— Your goal —
Report all lines in the records that hold the string "location".

— Supplied material —

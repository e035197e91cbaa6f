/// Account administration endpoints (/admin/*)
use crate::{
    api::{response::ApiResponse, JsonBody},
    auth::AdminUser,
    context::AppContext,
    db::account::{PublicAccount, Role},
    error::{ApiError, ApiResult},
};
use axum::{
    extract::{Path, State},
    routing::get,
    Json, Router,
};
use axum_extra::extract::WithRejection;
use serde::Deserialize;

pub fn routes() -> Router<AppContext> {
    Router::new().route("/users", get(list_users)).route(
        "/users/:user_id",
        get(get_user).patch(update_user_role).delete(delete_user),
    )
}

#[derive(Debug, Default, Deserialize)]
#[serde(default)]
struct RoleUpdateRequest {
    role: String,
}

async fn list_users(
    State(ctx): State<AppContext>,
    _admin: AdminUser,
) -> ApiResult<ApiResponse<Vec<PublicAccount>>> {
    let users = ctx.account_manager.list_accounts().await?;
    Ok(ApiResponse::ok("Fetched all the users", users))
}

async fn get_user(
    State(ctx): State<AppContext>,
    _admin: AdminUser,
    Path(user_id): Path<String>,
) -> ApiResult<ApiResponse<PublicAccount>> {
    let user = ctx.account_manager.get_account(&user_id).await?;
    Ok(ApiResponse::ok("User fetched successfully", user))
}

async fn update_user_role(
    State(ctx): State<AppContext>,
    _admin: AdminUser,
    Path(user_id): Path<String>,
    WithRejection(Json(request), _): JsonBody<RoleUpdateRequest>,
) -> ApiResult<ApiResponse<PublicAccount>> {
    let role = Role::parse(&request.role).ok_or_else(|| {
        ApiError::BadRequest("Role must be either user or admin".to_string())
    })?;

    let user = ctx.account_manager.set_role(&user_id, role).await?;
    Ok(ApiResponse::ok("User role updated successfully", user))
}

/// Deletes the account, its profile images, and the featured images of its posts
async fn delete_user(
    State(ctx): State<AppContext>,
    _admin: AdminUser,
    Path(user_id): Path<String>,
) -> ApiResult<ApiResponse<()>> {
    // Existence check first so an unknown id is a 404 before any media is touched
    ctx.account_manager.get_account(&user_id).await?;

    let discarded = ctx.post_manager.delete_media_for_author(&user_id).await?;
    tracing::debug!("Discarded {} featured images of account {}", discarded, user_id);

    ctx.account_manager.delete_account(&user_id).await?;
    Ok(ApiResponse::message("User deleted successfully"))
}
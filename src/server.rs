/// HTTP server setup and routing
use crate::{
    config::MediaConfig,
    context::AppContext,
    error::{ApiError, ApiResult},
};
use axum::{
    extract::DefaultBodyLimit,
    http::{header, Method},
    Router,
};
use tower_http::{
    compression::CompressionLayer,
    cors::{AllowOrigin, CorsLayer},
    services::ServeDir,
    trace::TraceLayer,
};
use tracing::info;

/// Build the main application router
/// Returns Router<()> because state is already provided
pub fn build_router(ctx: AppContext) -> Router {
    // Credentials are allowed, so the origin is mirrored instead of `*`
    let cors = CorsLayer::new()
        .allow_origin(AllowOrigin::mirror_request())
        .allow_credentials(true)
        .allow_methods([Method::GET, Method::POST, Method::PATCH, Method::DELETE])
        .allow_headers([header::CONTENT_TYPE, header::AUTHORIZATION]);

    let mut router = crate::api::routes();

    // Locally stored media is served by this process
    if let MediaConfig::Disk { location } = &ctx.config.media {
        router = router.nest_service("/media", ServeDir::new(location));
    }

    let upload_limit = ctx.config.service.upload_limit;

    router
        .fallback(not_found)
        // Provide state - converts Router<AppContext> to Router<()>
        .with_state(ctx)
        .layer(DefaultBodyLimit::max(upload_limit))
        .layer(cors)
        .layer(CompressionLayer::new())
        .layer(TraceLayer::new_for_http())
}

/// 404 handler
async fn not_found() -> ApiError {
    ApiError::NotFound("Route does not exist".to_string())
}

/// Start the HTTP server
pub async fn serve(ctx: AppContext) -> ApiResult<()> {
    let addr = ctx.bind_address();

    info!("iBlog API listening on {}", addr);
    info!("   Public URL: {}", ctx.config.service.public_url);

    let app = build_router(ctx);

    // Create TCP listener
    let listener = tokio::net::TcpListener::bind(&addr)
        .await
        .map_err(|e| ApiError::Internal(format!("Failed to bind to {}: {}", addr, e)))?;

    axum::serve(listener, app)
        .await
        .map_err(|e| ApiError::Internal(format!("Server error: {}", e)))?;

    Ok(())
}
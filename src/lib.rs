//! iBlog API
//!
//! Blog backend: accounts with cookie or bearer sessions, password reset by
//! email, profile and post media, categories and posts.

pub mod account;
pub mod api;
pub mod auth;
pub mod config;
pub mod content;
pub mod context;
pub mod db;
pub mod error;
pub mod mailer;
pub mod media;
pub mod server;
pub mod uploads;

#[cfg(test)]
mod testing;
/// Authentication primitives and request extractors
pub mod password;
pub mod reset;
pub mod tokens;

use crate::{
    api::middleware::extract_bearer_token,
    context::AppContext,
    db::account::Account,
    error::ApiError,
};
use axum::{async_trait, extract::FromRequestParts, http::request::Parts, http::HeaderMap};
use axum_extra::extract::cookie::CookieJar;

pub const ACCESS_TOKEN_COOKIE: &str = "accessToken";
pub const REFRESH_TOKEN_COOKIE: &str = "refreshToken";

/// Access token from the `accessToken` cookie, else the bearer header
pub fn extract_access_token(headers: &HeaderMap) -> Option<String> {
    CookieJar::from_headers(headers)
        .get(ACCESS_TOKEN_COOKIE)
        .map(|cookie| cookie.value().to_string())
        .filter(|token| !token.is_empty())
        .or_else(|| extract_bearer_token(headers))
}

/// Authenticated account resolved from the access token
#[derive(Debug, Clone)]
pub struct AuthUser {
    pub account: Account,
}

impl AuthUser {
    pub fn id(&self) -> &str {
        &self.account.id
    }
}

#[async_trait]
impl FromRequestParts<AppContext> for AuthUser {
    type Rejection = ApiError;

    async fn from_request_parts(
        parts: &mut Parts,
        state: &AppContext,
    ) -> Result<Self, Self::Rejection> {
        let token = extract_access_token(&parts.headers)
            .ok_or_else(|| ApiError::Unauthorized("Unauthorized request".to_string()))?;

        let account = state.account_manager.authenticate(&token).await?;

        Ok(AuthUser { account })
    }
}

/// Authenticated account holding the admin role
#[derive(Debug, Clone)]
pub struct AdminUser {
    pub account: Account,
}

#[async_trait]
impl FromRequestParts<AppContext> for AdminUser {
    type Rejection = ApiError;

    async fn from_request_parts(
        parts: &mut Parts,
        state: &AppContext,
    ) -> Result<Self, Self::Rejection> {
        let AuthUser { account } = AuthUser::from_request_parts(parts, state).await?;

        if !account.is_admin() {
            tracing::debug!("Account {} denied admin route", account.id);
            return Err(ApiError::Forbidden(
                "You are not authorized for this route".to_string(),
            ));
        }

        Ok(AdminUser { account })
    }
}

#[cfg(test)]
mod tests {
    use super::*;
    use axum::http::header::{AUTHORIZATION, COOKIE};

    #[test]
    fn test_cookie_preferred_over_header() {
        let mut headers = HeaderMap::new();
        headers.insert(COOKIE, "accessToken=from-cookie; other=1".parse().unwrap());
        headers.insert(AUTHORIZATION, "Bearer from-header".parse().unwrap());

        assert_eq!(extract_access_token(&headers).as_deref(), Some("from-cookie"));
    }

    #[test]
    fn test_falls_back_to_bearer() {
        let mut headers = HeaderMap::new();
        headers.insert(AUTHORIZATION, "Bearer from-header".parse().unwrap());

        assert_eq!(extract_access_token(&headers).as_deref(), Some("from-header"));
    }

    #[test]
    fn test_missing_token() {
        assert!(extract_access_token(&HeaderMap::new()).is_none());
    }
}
* * *
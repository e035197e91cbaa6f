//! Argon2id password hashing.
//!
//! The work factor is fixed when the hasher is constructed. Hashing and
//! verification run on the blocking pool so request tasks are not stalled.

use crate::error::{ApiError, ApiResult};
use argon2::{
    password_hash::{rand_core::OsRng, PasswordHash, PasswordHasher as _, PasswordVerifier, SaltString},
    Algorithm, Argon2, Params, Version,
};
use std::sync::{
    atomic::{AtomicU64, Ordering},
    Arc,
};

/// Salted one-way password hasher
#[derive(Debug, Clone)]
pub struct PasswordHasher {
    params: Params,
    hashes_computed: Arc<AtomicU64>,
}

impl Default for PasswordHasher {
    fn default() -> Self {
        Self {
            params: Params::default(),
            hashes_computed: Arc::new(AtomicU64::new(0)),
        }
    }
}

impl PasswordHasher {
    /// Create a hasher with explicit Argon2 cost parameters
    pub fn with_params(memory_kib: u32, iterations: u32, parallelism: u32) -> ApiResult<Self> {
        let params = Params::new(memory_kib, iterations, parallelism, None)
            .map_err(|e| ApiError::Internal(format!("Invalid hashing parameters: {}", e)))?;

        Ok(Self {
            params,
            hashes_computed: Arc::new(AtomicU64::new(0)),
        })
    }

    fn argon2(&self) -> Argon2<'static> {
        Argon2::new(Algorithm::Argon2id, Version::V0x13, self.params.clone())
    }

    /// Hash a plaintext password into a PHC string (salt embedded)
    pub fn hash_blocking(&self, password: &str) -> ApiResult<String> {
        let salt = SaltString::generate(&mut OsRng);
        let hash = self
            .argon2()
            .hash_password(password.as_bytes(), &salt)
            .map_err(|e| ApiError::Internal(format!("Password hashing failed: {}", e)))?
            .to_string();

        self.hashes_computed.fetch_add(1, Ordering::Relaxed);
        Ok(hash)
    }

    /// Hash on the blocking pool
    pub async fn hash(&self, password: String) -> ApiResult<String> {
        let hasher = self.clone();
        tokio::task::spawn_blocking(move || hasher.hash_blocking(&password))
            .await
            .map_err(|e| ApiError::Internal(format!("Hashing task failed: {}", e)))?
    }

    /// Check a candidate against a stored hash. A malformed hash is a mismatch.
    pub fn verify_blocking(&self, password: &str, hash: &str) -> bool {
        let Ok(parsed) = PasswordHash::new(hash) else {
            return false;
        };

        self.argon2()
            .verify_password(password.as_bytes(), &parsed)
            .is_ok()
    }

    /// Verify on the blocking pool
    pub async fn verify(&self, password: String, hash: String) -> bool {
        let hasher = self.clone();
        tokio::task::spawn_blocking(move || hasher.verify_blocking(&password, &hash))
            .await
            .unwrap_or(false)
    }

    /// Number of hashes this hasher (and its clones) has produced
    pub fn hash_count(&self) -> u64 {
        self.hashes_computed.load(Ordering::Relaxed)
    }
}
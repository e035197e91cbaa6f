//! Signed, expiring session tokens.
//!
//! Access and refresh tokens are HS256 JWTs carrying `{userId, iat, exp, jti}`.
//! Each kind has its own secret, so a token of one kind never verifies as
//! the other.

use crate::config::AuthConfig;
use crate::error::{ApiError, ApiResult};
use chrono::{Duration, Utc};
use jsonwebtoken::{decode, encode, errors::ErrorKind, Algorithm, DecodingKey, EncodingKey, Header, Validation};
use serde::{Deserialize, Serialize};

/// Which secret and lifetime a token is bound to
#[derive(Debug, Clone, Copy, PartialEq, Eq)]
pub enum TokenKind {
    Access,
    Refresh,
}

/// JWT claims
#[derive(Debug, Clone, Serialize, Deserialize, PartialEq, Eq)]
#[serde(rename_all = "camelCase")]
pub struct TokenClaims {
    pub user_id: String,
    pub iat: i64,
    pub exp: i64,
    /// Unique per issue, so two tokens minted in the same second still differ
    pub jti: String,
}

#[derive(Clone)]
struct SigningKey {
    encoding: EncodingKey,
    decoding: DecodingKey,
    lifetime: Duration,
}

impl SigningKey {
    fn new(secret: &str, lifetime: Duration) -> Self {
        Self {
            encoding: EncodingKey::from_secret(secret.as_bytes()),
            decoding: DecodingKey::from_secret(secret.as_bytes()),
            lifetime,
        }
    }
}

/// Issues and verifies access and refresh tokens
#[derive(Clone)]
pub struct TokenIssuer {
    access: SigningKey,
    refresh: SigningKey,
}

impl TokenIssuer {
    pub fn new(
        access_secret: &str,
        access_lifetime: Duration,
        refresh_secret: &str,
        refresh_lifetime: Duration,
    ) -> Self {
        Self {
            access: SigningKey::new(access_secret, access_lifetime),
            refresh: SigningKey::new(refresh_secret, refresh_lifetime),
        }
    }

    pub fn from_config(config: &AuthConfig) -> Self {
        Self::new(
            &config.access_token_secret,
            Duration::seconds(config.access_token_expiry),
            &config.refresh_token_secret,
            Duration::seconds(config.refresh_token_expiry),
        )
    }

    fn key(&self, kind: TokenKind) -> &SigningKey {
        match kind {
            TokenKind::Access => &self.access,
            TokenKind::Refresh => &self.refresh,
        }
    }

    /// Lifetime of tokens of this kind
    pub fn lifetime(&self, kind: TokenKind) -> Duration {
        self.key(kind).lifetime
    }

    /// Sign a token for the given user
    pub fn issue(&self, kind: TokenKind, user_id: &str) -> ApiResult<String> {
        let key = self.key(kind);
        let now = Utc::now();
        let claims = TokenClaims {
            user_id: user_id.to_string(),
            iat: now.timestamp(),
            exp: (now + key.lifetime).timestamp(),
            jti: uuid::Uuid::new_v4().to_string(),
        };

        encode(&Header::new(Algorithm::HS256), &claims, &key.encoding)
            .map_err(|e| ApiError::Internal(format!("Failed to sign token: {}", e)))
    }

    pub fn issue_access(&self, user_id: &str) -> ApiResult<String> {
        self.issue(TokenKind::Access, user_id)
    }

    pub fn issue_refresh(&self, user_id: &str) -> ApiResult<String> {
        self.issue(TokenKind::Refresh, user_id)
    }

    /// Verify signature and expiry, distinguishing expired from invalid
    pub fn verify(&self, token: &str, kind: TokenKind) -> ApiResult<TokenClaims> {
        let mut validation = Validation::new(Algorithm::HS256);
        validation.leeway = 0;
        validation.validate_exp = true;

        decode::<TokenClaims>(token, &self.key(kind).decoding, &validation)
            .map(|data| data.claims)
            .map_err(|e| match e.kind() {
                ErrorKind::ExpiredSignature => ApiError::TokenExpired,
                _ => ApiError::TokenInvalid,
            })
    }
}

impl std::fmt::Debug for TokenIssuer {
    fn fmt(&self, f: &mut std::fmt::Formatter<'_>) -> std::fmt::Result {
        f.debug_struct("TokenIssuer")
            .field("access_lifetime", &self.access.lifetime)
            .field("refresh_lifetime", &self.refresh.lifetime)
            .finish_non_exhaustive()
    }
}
==
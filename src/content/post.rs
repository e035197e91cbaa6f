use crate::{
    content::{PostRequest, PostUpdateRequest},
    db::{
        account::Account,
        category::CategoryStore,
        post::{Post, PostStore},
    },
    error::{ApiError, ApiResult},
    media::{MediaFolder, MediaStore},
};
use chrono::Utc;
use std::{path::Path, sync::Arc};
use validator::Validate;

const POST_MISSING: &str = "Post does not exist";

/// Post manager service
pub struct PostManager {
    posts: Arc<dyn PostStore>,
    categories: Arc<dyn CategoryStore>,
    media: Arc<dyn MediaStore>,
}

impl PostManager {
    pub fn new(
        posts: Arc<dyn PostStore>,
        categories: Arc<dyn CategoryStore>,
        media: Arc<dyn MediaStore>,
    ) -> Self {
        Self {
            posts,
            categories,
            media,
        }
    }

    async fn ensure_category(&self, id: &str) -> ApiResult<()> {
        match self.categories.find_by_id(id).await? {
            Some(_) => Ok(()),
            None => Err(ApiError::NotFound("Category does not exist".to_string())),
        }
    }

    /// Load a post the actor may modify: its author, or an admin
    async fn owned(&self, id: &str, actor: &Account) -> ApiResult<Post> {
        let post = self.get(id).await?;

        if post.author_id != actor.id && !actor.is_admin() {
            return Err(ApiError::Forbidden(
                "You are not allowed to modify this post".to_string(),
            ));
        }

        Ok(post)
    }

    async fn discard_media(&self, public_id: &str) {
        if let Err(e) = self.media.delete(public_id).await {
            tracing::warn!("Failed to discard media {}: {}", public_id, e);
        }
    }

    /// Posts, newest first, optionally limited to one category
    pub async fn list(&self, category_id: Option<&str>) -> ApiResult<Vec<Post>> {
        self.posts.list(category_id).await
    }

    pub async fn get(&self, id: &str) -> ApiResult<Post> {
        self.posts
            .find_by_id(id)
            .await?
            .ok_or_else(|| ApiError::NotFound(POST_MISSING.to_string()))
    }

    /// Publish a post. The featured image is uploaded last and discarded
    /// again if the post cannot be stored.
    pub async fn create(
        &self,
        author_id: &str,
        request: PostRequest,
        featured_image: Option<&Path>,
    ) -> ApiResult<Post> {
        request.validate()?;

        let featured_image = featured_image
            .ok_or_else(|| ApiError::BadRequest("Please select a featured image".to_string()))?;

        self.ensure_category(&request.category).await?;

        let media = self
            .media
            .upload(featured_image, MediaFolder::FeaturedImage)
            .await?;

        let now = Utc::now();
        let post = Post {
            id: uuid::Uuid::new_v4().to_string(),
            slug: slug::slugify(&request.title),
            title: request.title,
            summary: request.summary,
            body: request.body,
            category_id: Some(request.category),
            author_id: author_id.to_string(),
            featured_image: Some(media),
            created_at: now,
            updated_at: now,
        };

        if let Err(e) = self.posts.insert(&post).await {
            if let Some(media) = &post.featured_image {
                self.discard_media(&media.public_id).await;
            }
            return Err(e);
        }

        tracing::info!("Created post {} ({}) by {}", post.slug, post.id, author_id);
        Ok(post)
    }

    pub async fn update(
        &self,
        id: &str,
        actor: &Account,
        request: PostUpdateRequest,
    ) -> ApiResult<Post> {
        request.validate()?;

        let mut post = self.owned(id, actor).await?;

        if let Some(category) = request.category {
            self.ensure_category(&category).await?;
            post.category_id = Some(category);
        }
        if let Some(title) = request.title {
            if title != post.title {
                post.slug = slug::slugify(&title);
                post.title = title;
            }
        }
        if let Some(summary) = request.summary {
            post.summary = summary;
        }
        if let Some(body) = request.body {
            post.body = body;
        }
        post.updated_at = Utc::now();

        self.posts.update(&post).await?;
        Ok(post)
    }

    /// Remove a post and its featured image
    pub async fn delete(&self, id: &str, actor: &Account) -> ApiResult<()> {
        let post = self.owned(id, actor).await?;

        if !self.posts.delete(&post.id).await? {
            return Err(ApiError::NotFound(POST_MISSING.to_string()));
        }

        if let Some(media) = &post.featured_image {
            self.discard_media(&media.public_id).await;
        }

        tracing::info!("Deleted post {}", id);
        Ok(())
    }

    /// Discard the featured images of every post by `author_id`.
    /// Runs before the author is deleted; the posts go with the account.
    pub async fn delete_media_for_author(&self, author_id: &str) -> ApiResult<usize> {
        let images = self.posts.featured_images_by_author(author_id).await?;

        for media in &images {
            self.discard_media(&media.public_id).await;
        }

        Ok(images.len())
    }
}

— Task response —
    if let MediaConfig::Disk { location } = &ctx.config.media {
        router = router.nest_service("/media", ServeDir::new(location));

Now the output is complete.